Auf der Hauptversammlung der Commerzbank haben Vorstand, Aufsichtsrat und grosse Teile der Belegschaft geschlossen gegen die geplante Uebernahme durch die italienische UniCredit Position bezogen. Das zentrale Thema bestimmte den gesamten Vormittag, wobei auch viele Aktionaere sich auf die Seite des Managements stellten. Der Vorstand raet ausdruecklich von der Uebernahme ab.

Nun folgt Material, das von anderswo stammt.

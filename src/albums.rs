//! Album endpoint bindings.

use serde::Deserialize;

use crate::client::{check_ids, check_limit, CatalogClient, Query};
use crate::error::Result;
use crate::model::{
    Album, Page, SavedAlbum, Track, WireAlbum, WirePage, WireSavedAlbum, WireTrack,
};

/// Batch lookups are capped by the service at 20 album ids per request.
pub const MAX_ALBUM_IDS: usize = 20;

/// Album operations, obtained from [`CatalogClient::albums`].
pub struct AlbumsClient<'a> {
    client: &'a CatalogClient,
}

impl<'a> AlbumsClient<'a> {
    pub(crate) fn new(client: &'a CatalogClient) -> Self {
        Self { client }
    }

    /// Fetch a single album by id.
    pub async fn get(&self, id: &str, market: Option<&str>) -> Result<Album> {
        let mut query = Query::new();
        query.push_opt("market", market);

        let wire: WireAlbum = self.client.get_json(&format!("/albums/{id}"), &query).await?;
        Ok(Album::from(wire))
    }

    /// Fetch up to [`MAX_ALBUM_IDS`] albums in one request.
    ///
    /// The result preserves request order; an id the catalog does not
    /// recognize yields `None` at its position rather than being dropped.
    pub async fn get_many(&self, ids: &[&str], market: Option<&str>) -> Result<Vec<Option<Album>>> {
        check_ids(ids, MAX_ALBUM_IDS, "album")?;

        let mut query = Query::new();
        query.push("ids", ids.join(","));
        query.push_opt("market", market);

        // Batch responses wrap the list under an `albums` key, with null
        // placeholders for unknown ids.
        #[derive(Deserialize)]
        struct Wrapper {
            albums: Vec<Option<WireAlbum>>,
        }

        let wire: Wrapper = self.client.get_json("/albums", &query).await?;
        Ok(wire
            .albums
            .into_iter()
            .map(|album| album.map(Album::from))
            .collect())
    }

    /// One page of an album's tracks; the caller drives pagination.
    pub async fn tracks(
        &self,
        id: &str,
        market: Option<&str>,
        limit: Option<u32>,
        offset: Option<u32>,
    ) -> Result<Page<Track>> {
        check_limit(limit)?;

        let mut query = Query::new();
        query.push_opt("market", market);
        query.push_opt("limit", limit);
        query.push_opt("offset", offset);

        let wire: WirePage<WireTrack> = self
            .client
            .get_json(&format!("/albums/{id}/tracks"), &query)
            .await?;
        Ok(wire.map_into())
    }

    /// One page of the current user's saved albums.
    pub async fn saved(&self, limit: Option<u32>, offset: Option<u32>) -> Result<Page<SavedAlbum>> {
        check_limit(limit)?;

        let mut query = Query::new();
        query.push_opt("limit", limit);
        query.push_opt("offset", offset);

        let wire: WirePage<WireSavedAlbum> = self.client.get_json("/me/albums", &query).await?;
        Ok(wire.map_into())
    }
}
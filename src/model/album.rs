//! Album entity.

use chrono::{DateTime, Utc};
use serde::Deserialize;

use super::{Artist, Image, Page, Track, WireArtist, WirePage, WireTrack};

/// Album category marker.
#[derive(Debug, Clone, Copy, PartialEq, Eq, Deserialize)]
#[serde(rename_all = "lowercase")]
pub enum AlbumKind {
    Album,
    Single,
    Compilation,
}

/// Precision of a release date. An unrecognized wire value fails to decode.
#[derive(Debug, Clone, Copy, PartialEq, Eq, Deserialize)]
#[serde(rename_all = "lowercase")]
pub enum ReleaseDatePrecision {
    Year,
    Month,
    Day,
}

/// Release date together with how precise it is: "1981" carries year
/// precision, "1981-12" month, "1981-12-15" day.
#[derive(Debug, Clone, PartialEq, Eq)]
pub struct ReleaseDate {
    pub date: String,
    pub precision: ReleaseDatePrecision,
}

/// Album as sent on the wire. `genres`, `label`, `popularity` and the
/// embedded `tracks` page only appear in the full representation.
#[derive(Debug, Clone, Deserialize)]
pub struct WireAlbum {
    pub id: String,
    pub name: String,
    pub uri: String,
    pub album_type: AlbumKind,
    pub artists: Vec<WireArtist>,
    pub images: Vec<Image>,
    pub release_date: Option<String>,
    pub release_date_precision: Option<ReleaseDatePrecision>,
    pub total_tracks: Option<u32>,
    pub genres: Option<Vec<String>>,
    pub label: Option<String>,
    pub popularity: Option<u32>,
    pub tracks: Option<WirePage<WireTrack>>,
}

/// Mapped album.
#[derive(Debug, Clone, PartialEq)]
pub struct Album {
    pub id: String,
    pub name: String,
    pub uri: String,
    pub kind: AlbumKind,
    pub artists: Vec<Artist>,
    pub images: Vec<Image>,
    pub release_date: Option<ReleaseDate>,
    pub total_tracks: Option<u32>,
    pub genres: Option<Vec<String>>,
    pub label: Option<String>,
    pub popularity: Option<u32>,
    pub tracks: Option<Page<Track>>,
}

impl From<WireAlbum> for Album {
    fn from(wire: WireAlbum) -> Self {
        // A release date without a precision marker (or vice versa) is
        // treated as absent rather than guessed at.
        let release_date = match (wire.release_date, wire.release_date_precision) {
            (Some(date), Some(precision)) => Some(ReleaseDate { date, precision }),
            _ => None,
        };

        Self {
            id: wire.id,
            name: wire.name,
            uri: wire.uri,
            kind: wire.album_type,
            artists: wire.artists.into_iter().map(Artist::from).collect(),
            images: wire.images,
            release_date,
            total_tracks: wire.total_tracks,
            genres: wire.genres,
            label: wire.label,
            popularity: wire.popularity,
            tracks: wire.tracks.map(WirePage::map_into),
        }
    }
}

/// Entry in the user's saved-albums listing as sent on the wire.
#[derive(Debug, Clone, Deserialize)]
pub struct WireSavedAlbum {
    pub added_at: Option<DateTime<Utc>>,
    pub album: WireAlbum,
}

/// Mapped saved-albums entry.
#[derive(Debug, Clone, PartialEq)]
pub struct SavedAlbum {
    pub added_at: Option<DateTime<Utc>>,
    pub album: Album,
}

impl From<WireSavedAlbum> for SavedAlbum {
    fn from(wire: WireSavedAlbum) -> Self {
        Self {
            added_at: wire.added_at,
            album: Album::from(wire.album),
        }
    }
}
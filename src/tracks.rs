//! Track endpoint bindings.

use serde::Deserialize;

use crate::client::{check_ids, CatalogClient, Query};
use crate::error::Result;
use crate::model::{Track, WireTrack};

/// Batch lookups are capped by the service at 50 track ids per request.
pub const MAX_TRACK_IDS: usize = 50;

/// Track operations, obtained from [`CatalogClient::tracks`].
pub struct TracksClient<'a> {
    client: &'a CatalogClient,
}

impl<'a> TracksClient<'a> {
    pub(crate) fn new(client: &'a CatalogClient) -> Self {
        Self { client }
    }

    /// Fetch a single track by id.
    pub async fn get(&self, id: &str, market: Option<&str>) -> Result<Track> {
        let mut query = Query::new();
        query.push_opt("market", market);

        let wire: WireTrack = self.client.get_json(&format!("/tracks/{id}"), &query).await?;
        Ok(Track::from(wire))
    }

    /// Fetch up to [`MAX_TRACK_IDS`] tracks in one request, preserving
    /// request order with `None` for unknown ids.
    pub async fn get_many(&self, ids: &[&str], market: Option<&str>) -> Result<Vec<Option<Track>>> {
        check_ids(ids, MAX_TRACK_IDS, "track")?;

        let mut query = Query::new();
        query.push("ids", ids.join(","));
        query.push_opt("market", market);

        #[derive(Deserialize)]
        struct Wrapper {
            tracks: Vec<Option<WireTrack>>,
        }

        let wire: Wrapper = self.client.get_json("/tracks", &query).await?;
        Ok(wire
            .tracks
            .into_iter()
            .map(|track| track.map(Track::from))
            .collect())
    }
}
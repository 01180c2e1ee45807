//! Playlist endpoint bindings, including the write operations.

use reqwest::{Method, StatusCode};
use serde::Deserialize;

use crate::client::{check_limit, CatalogClient, Query};
use crate::error::{CatalogClientError, Result};
use crate::model::{Page, Playlist, PlaylistItem, WirePage, WirePlaylist, WirePlaylistItem};

/// The service accepts at most 100 item URIs per add request.
pub const MAX_PLAYLIST_ITEM_URIS: usize = 100;

/// Optional fields for [`PlaylistsClient::create`]. Unset fields are left
/// out of the request body entirely.
#[derive(Debug, Clone, Default)]
pub struct CreatePlaylistOptions {
    pub description: Option<String>,
    pub public: Option<bool>,
    pub collaborative: Option<bool>,
}

/// Fields to change via [`PlaylistsClient::change_details`]. At least one
/// must be set.
#[derive(Debug, Clone, Default)]
pub struct PlaylistDetails {
    pub name: Option<String>,
    pub description: Option<String>,
    pub public: Option<bool>,
    pub collaborative: Option<bool>,
}

/// Playlist operations, obtained from [`CatalogClient::playlists`].
pub struct PlaylistsClient<'a> {
    client: &'a CatalogClient,
}

impl<'a> PlaylistsClient<'a> {
    pub(crate) fn new(client: &'a CatalogClient) -> Self {
        Self { client }
    }

    /// Fetch a playlist by id.
    pub async fn get(&self, id: &str, market: Option<&str>) -> Result<Playlist> {
        let mut query = Query::new();
        query.push_opt("market", market);

        let wire: WirePlaylist = self
            .client
            .get_json(&format!("/playlists/{id}"), &query)
            .await?;
        Ok(Playlist::from(wire))
    }

    /// One page of a playlist's items.
    pub async fn items(
        &self,
        id: &str,
        market: Option<&str>,
        limit: Option<u32>,
        offset: Option<u32>,
    ) -> Result<Page<PlaylistItem>> {
        check_limit(limit)?;

        let mut query = Query::new();
        query.push_opt("market", market);
        query.push_opt("limit", limit);
        query.push_opt("offset", offset);

        let wire: WirePage<WirePlaylistItem> = self
            .client
            .get_json(&format!("/playlists/{id}/tracks"), &query)
            .await?;
        Ok(wire.map_into())
    }

    /// Create a playlist for a user. The service answers 201 with the new
    /// playlist.
    pub async fn create(
        &self,
        user_id: &str,
        name: &str,
        options: &CreatePlaylistOptions,
    ) -> Result<Playlist> {
        if name.is_empty() {
            return Err(CatalogClientError::InvalidRequest(
                "playlist name must not be empty".to_string(),
            ));
        }

        let mut body = serde_json::json!({ "name": name });
        if let Some(description) = &options.description {
            body["description"] = description.clone().into();
        }
        if let Some(public) = options.public {
            body["public"] = public.into();
        }
        if let Some(collaborative) = options.collaborative {
            body["collaborative"] = collaborative.into();
        }

        let wire: WirePlaylist = self
            .client
            .request_json(
                Method::POST,
                &format!("/users/{user_id}/playlists"),
                &Query::new(),
                Some(body),
                StatusCode::CREATED,
            )
            .await?;
        Ok(Playlist::from(wire))
    }

    /// Append up to [`MAX_PLAYLIST_ITEM_URIS`] items. Answers 201 with the
    /// new snapshot id.
    pub async fn add_items(
        &self,
        id: &str,
        uris: &[&str],
        position: Option<u32>,
    ) -> Result<String> {
        if uris.is_empty() {
            return Err(CatalogClientError::InvalidRequest(
                "at least one item uri is required".to_string(),
            ));
        }
        if uris.len() > MAX_PLAYLIST_ITEM_URIS {
            return Err(CatalogClientError::InvalidRequest(format!(
                "at most {MAX_PLAYLIST_ITEM_URIS} item uris per request, got {}",
                uris.len()
            )));
        }

        let mut body = serde_json::json!({ "uris": uris });
        if let Some(position) = position {
            body["position"] = position.into();
        }

        #[derive(Deserialize)]
        struct Wrapper {
            snapshot_id: String,
        }

        let wire: Wrapper = self
            .client
            .request_json(
                Method::POST,
                &format!("/playlists/{id}/tracks"),
                &Query::new(),
                Some(body),
                StatusCode::CREATED,
            )
            .await?;
        Ok(wire.snapshot_id)
    }

    /// Change a playlist's details. The service answers 200 with an empty
    /// body.
    pub async fn change_details(&self, id: &str, details: &PlaylistDetails) -> Result<()> {
        let mut body = serde_json::Map::new();
        if let Some(name) = &details.name {
            body.insert("name".to_string(), name.clone().into());
        }
        if let Some(description) = &details.description {
            body.insert("description".to_string(), description.clone().into());
        }
        if let Some(public) = details.public {
            body.insert("public".to_string(), public.into());
        }
        if let Some(collaborative) = details.collaborative {
            body.insert("collaborative".to_string(), collaborative.into());
        }

        if body.is_empty() {
            return Err(CatalogClientError::InvalidRequest(
                "at least one playlist detail must be set".to_string(),
            ));
        }

        self.client
            .request_empty(
                Method::PUT,
                &format!("/playlists/{id}"),
                &Query::new(),
                Some(serde_json::Value::Object(body)),
                StatusCode::OK,
            )
            .await
    }
}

Ein zentraler Grund fuer die Ablehnung ist die Befuerchtung eines massiven Kahlschlags bei den Arbeitsplaetzen. Der Gesamtbetriebsrat geht davon aus, dass bei einer Fusion rund 23.000 der 39.000 Stellen gestrichen wuerden. UniCredit ist als harter Sanierer bekannt. Bei der Hypovereinsbank wurden die Filialen um die Haelfte reduziert und die Mitarbeiterzahl von 19.000 auf nur 8.000 gesenkt, ein Rueckgang von 60 Prozent.
Auch der deutsche Mittelstand blickt mit Sorge auf die moegliche Uebernahme. Die Commerzbank ist traditionell der grosse Finanzierer des Mittelstandes, der als Rueckgrat der deutschen Wirtschaft gilt. Bei einem Zusammengehen der beiden Institute koennten sich die Refinanzierungsbedingungen fuer mittelstaendische Unternehmen deutlich verschlechtern, was angesichts der schwierigen konjunkturellen Lage besonders problematisch waere.
Die Commerzbank steht mittlerweile wieder glaenzend da mit Rekordergebnissen bei Umsatz und Gewinn sowie einer Rekorddividende von 1,10 Euro. Die Bank wurde in diese Situation gebracht durch ein als politisches Versagen kritisiertes Vorgehen: Waehrend der Ampelkoalition hatte Finanzminister Christian Lindner ohne zwingenden Grund ein Aktienpaket auf den Markt geworfen, das UniCredit erwarb und damit den Uebernahmepoker ausloeste.